Color gamut is a popular concept in digital color management, and is frequently mentioned in discussions about the selection of a color space (e.g., sRGB or ProPhoto RGB) or the compression of colors in a color-managed workflow. Color gamut volume and color gamut boundary colors are the two aspects of a color gamut that get the most attention, and both provide useful information.

Unfortunately, the concept of a color gamut has been applied to color imaging devices that do not actually have a color gamut. Only devices, or systems, that render color have a color gamut. To quote Dr. Roy S. Berns from RIT in the book Billmeyer and Saltzman’s Principles of Color Technology, "Color gamut: Range of colors produced by a coloration system." To be a little clearer about this, the concept of a color gamut applies to systems that produce color (e.g., color printer, color television, color monitor, or color projector).

The concept of a color gamut is not relevant to systems, or devices, that measure color. In the context of digital color imaging, a color measurement device is exposed to colored light and delivers a set of digital values to represent that colored light. The obvious examples are colorimeters and spectrophotometers, which are used in scientific color measurement work. Digital color cameras and scanners are also color measurement devices. These devices do not render or produce color, they measure color. Therefore, none of them have a color gamut.

We can characterize a color measurement device, with some constraints on the exposure conditions, and use that characterization in an ICC profile for that device (e.g., an ICC profile for a digital color camera or a color film scanner). But that characterization is not the same as a color gamut. The characterization may look a lot like a color gamut in a software tool that displays color gamuts and device characterizations, and that may be the reason why people think the concept of a color gamut is relevant for digital color cameras.
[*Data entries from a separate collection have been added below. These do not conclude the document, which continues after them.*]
use pdf_crop::*;
use proptest::prelude::*;

#[test]
fn test_default_transform_is_identity() {
    let t = Transform::default();
    let p = Point::new(12.5, -3.0);
    assert_eq!(t.page_to_view(p), p);
    assert_eq!(t.view_to_page(p), p);
}

#[test]
fn test_zoom_is_clamped() {
    let t = Transform::new(Point::default(), 1e9);
    assert_eq!(t.zoom(), constants::MAX_ZOOM);

    let mut t = Transform::default();
    for _ in 0..200 {
        t.zoom_about(Point::new(10.0, 10.0), 1.0 / constants::WHEEL_ZOOM_STEP);
    }
    assert_eq!(t.zoom(), constants::MIN_ZOOM);
}

#[test]
fn test_pan_by_shifts_view() {
    let mut t = Transform::new(Point::new(5.0, 5.0), 2.0);
    t.pan_by(10.0, -5.0);
    assert_eq!(t.page_to_view(Point::new(1.0, 1.0)), Point::new(17.0, 2.0));
}

#[test]
fn test_fit_empty_content() {
    let t = Transform::fit(Size::new(0.0, 100.0), Size::new(400.0, 300.0));
    assert_eq!(t, Transform::default());
}

proptest! {
    #[test]
    fn prop_view_page_round_trip(
        x in -5000.0..5000.0f64,
        y in -5000.0..5000.0f64,
        pan_x in -2000.0..2000.0f64,
        pan_y in -2000.0..2000.0f64,
        zoom in 0.02..64.0f64,
    ) {
        let t = Transform::new(Point::new(pan_x, pan_y), zoom);
        let p = Point::new(x, y);
        let back = t.view_to_page(t.page_to_view(p));
        prop_assert!((back.x - p.x).abs() < 1e-6);
        prop_assert!((back.y - p.y).abs() < 1e-6);
    }

    #[test]
    fn prop_round_trip_survives_zoom_and_pan(
        x in -5000.0..5000.0f64,
        y in -5000.0..5000.0f64,
        notches in -20i32..20,
        dx in -500.0..500.0f64,
    ) {
        let mut t = Transform::default();
        t.zoom_about(Point::new(300.0, 200.0), constants::WHEEL_ZOOM_STEP.powi(notches));
        t.pan_by(dx, -dx);
        let p = Point::new(x, y);
        let back = t.view_to_page(t.page_to_view(p));
        prop_assert!((back.x - p.x).abs() < 1e-6);
        prop_assert!((back.y - p.y).abs() < 1e-6);
    }
}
Another contributing factor to the confusion is the option on a digital color camera to choose an RGB color space (e.g., sRGB, Adobe RGB (1998), or ProPhoto RGB) for the encoding of a photograph within the digital color camera. These RGB color spaces are convenient color spaces that simplify color management of a digital photograph downstream from the digital camera. Encoding a digital photograph in one of these RGB color spaces will constrain the digital photograph to the gamut of the color space (Yes, each of these RGB color spaces has a color gamut that is constrained by the colorimetric values of the red, green, and blue primaries of the color space). It will also tie the digital photograph to the white point of the color space and establish the digital resolution within the color space (e.g., 8-bits per channel or 16-bits per channel). But the selected RGB color space is not the color gamut of the digital camera. If this distinction is not obvious after you have read the entire blog post, please leave a comment and I will go into more detail.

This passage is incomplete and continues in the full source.